Tuesday, December 13, 2011

Duplication – A four part series

 
Part Two:  According to my calculations, the whole is equal to the sum of its parts.  Here’s how…

As a quick refresher, I’m going to continue using the hypothetical example presented in Part One of this series. 
Mid Atlantic Metro, with an adult population of 1,000,000 (ABCD), of which 610,000 (BC) said they bought from the Wal-Co store at least once in the last week, and 430,000 (CD) said they bought from Bull’s Eye in the last week.
See Exhibit 6 for a visual in our calculations.  The duplication calculations are rather simple, but you will need one of two different numbers to calculate the remaining parts. 

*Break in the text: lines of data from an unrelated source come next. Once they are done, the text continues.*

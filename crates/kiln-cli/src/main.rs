use std::path::{Path, PathBuf};
use std::process::ExitCode;

use anyhow::{Context, Result, bail};
use clap::{Args, Parser as ClapParser, Subcommand};
use futures_util::StreamExt;
use kiln::{Engine, Namespace, RenderError, RenderStream};
use log::LevelFilter;
use tokio::io::{AsyncWrite, AsyncWriteExt};

mod config;

#[derive(ClapParser)]
#[command(name = "kiln")]
#[command(about = "Render Kiln templates")]
struct Cli {
    /// Config file to use instead of searching for kiln.toml
    #[arg(long, global = true)]
    config: Option<PathBuf>,
    /// Directory `include` resolves against for inline templates
    #[arg(long, global = true)]
    include_base: Option<PathBuf>,
    /// Log more, repeat for even more
    #[arg(short, long, action = clap::ArgAction::Count, global = true)]
    verbose: u8,
    #[command(subcommand)]
    command: Commands,
}

#[derive(Subcommand)]
enum Commands {
    /// Render a template file
    Render {
        file: PathBuf,
        #[command(flatten)]
        bindings: Bindings,
        /// Write to this file instead of stdout
        #[arg(short, long)]
        output: Option<PathBuf>,
    },
    /// Render an inline template
    Eval {
        template: String,
        #[command(flatten)]
        bindings: Bindings,
        /// Write to this file instead of stdout
        #[arg(short, long)]
        output: Option<PathBuf>,
    },
    /// Check that template files compile
    Check { files: Vec<PathBuf> },
}

#[derive(Args)]
struct Bindings {
    /// Binding as NAME=VALUE. VALUE is read as JSON and falls back to a
    /// plain string
    #[arg(long = "param", value_name = "NAME=VALUE")]
    params: Vec<String>,
    /// JSON file holding an object of bindings
    #[arg(long = "params", value_name = "FILE")]
    params_file: Option<PathBuf>,
}

impl Bindings {
    async fn namespace(&self) -> Result<Namespace> {
        let mut namespace = Namespace::new();
        if let Some(path) = &self.params_file {
            let text = tokio::fs::read_to_string(path)
                .await
                .with_context(|| format!("cannot read {}", path.display()))?;
            let value: serde_json::Value = serde_json::from_str(&text)
                .with_context(|| format!("{} is not valid JSON", path.display()))?;
            let serde_json::Value::Object(entries) = value else {
                bail!("{} must hold a JSON object", path.display());
            };
            namespace = Namespace::from(entries);
        }
        for param in &self.params {
            let (name, value) = parse_param(param)?;
            namespace.insert(name, value);
        }
        Ok(namespace)
    }
}

fn parse_param(param: &str) -> Result<(String, serde_json::Value)> {
    let Some((name, value)) = param.split_once('=') else {
        bail!("expected NAME=VALUE, got `{param}`");
    };
    let name = name.trim();
    if name.is_empty() {
        bail!("missing binding name in `{param}`");
    }
    let value = serde_json::from_str(value)
        .unwrap_or_else(|_| serde_json::Value::String(value.to_owned()));
    Ok((name.to_owned(), value))
}

#[tokio::main(flavor = "current_thread")]
async fn main() -> ExitCode {
    let cli = Cli::parse();

    let mut logger = env_logger::Builder::from_default_env();
    match cli.verbose {
        0 => {}
        1 => {
            logger.filter_level(LevelFilter::Debug);
        }
        _ => {
            logger.filter_level(LevelFilter::Trace);
        }
    }
    logger.init();

    match run(cli).await {
        Ok(()) => ExitCode::SUCCESS,
        Err(error) => {
            match error.downcast_ref::<RenderError>() {
                Some(error) => eprintln!("{}", error.report()),
                None => eprintln!("Error: {error:#}"),
            }
            ExitCode::FAILURE
        }
    }
}

async fn run(cli: Cli) -> Result<()> {
    let mut options = config::resolve(cli.config.as_deref())?.render;
    if let Some(include_base) = cli.include_base {
        options.include_base = Some(include_base);
    }
    let engine = Engine::new().with_options(options);

    match cli.command {
        Commands::Render {
            file,
            bindings,
            output,
        } => {
            let namespace = bindings.namespace().await?;
            let stream = engine.render_file(&file, namespace).await?;
            write_output(stream, output.as_deref()).await
        }
        Commands::Eval {
            template,
            bindings,
            output,
        } => {
            let namespace = bindings.namespace().await?;
            let stream = engine.render(&template, namespace)?;
            write_output(stream, output.as_deref()).await
        }
        Commands::Check { files } => {
            for file in &files {
                let source = tokio::fs::read_to_string(file)
                    .await
                    .with_context(|| format!("cannot read {}", file.display()))?;
                let template = kiln::compile_named(&file.display().to_string(), &source)?;
                eprintln!(
                    "{}: OK, {} top-level statements",
                    file.display(),
                    template.program().len()
                );
            }
            Ok(())
        }
    }
}

/// Copies chunks out as they are rendered. Output produced before a render
/// failure is kept.
async fn write_output(mut stream: RenderStream, output: Option<&Path>) -> Result<()> {
    let mut writer: Box<dyn AsyncWrite + Unpin> = match output {
        Some(path) => Box::new(
            tokio::fs::File::create(path)
                .await
                .with_context(|| format!("cannot create {}", path.display()))?,
        ),
        None => Box::new(tokio::io::stdout()),
    };
    let mut result = Ok(());
    while let Some(chunk) = stream.next().await {
        match chunk {
            Ok(chunk) => writer.write_all(&chunk).await?,
            Err(error) => {
                result = Err(error.into());
                break;
            }
        }
    }
    writer.flush().await?;
    result
}

#[cfg(test)]
mod tests {
    use super::*;
    use clap::CommandFactory;

    #[test]
    fn test_cli_definition() {
        Cli::command().debug_assert();
    }

    #[test]
    fn test_parse_param() {
        let (name, value) = parse_param("count=3").unwrap();
        assert_eq!(name, "count");
        assert_eq!(value, serde_json::json!(3));
        let (_, value) = parse_param("title=Hello there").unwrap();
        assert_eq!(value, serde_json::json!("Hello there"));
        let (_, value) = parse_param("list=[1,2]").unwrap();
        assert_eq!(value, serde_json::json!([1, 2]));
        assert!(parse_param("novalue").is_err());
        assert!(parse_param("=1").is_err());
    }
}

Exhibit 6 is simply a puzzle comprised of four separate pieces.  When all are put together, we have the full market or base (ABCD/all Mid Atlantic Metro adults in our case).  Each individual part represents something specific and multiple parts combined represent different things as well.  In this case, we have 15 different combinations that can be calculated and interpreted into a data point (See Exhibit 7 for a full list of combinations and descriptions).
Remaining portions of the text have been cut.